+++ Materials provided

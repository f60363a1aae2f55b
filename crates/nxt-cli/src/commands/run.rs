//! Interactive calibration followed by streaming axis updates

use super::ConnectionArgs;
use crate::error::CliError;
use crate::output;
use anyhow::Result;
use crossbeam::channel::{Receiver, after, bounded, never, select};
use nxt_throttle_session::{AxisUpdate, ChannelSink, Session, SessionError};
use std::io::{self, BufRead};
use std::sync::Arc;
use std::time::{Duration, Instant};
use tracing::{debug, warn};

const UPDATE_QUEUE: usize = 256;
const ACK_TONE_HZ: u16 = 880;
const ACK_TONE_MS: u16 = 120;

pub fn execute(args: &ConnectionArgs, duration_secs: Option<u64>, json: bool) -> Result<()> {
    let (sink, updates) = ChannelSink::bounded(UPDATE_QUEUE);
    let mut session = args.session()?.with_sink(Arc::new(sink));

    {
        let stdin = io::stdin();
        let mut input = stdin.lock();
        calibrate(&mut session, &mut input, json)?;
    }

    session.start_session().map_err(CliError::from)?;
    if !json {
        match duration_secs {
            Some(secs) => output::print_success(&format!("Streaming for {secs} s"), json),
            None => output::print_success("Streaming, press Enter to stop", json),
        }
    }

    let timeout = match duration_secs {
        Some(secs) => after(Duration::from_secs(secs)),
        None => never::<Instant>(),
    };
    let enter = match duration_secs {
        Some(_) => never(),
        None => enter_signal(),
    };
    stream(&updates, &enter, &timeout, json);

    session.stop_session();
    output::print_stats(&session.stats(), json);
    session.disconnect();
    Ok(())
}

/// Walk the setup cycle, one step per line of input. A failed step is
/// reported and retried on the next line; only connect failures abort.
pub fn calibrate<R: BufRead>(
    session: &mut Session,
    input: &mut R,
    json: bool,
) -> Result<(), CliError> {
    output::print_setup_state(session.state(), json);

    while !session.state().is_ready() {
        if !wait_for_enter(input)? {
            return Err(CliError::InputClosed);
        }
        match session.advance_setup() {
            Ok((state, _)) => {
                acknowledge(session);
                output::print_setup_state(state, json);
            }
            Err(e @ SessionError::Connect(_)) => return Err(e.into()),
            Err(e) => {
                warn!(state = %session.state(), error = %e, "setup step failed");
                output::print_warning(&format!("{e}. Press Enter to retry."), json);
            }
        }
    }
    Ok(())
}

fn wait_for_enter<R: BufRead>(input: &mut R) -> Result<bool, CliError> {
    let mut line = String::new();
    Ok(input.read_line(&mut line)? > 0)
}

fn acknowledge(session: &Session) {
    if let Err(e) = session.play_tone(ACK_TONE_HZ, ACK_TONE_MS) {
        debug!(error = %e, "acknowledge tone not sent");
    }
}

fn enter_signal() -> Receiver<()> {
    let (tx, rx) = bounded(1);
    let spawned = std::thread::Builder::new()
        .name("nxtctl-stdin".to_string())
        .spawn(move || {
            let mut line = String::new();
            if let Err(e) = io::stdin().read_line(&mut line) {
                debug!(error = %e, "stdin read failed");
            }
            if tx.send(()).is_err() {
                debug!("stream already stopped");
            }
        });
    if let Err(e) = spawned {
        warn!(error = %e, "cannot watch stdin, stream runs until interrupted");
    }
    rx
}

fn stream(
    updates: &Receiver<AxisUpdate>,
    enter: &Receiver<()>,
    timeout: &Receiver<Instant>,
    json: bool,
) {
    loop {
        select! {
            recv(updates) -> update => match update {
                Ok(update) => output::print_update(&update, json),
                Err(_) => break,
            },
            recv(enter) -> _ => break,
            recv(timeout) -> _ => break,
        }
    }
}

++++++

About this exercise> How many lines of the material hold the string "return"? Answer with the number only.

Expected answer> 2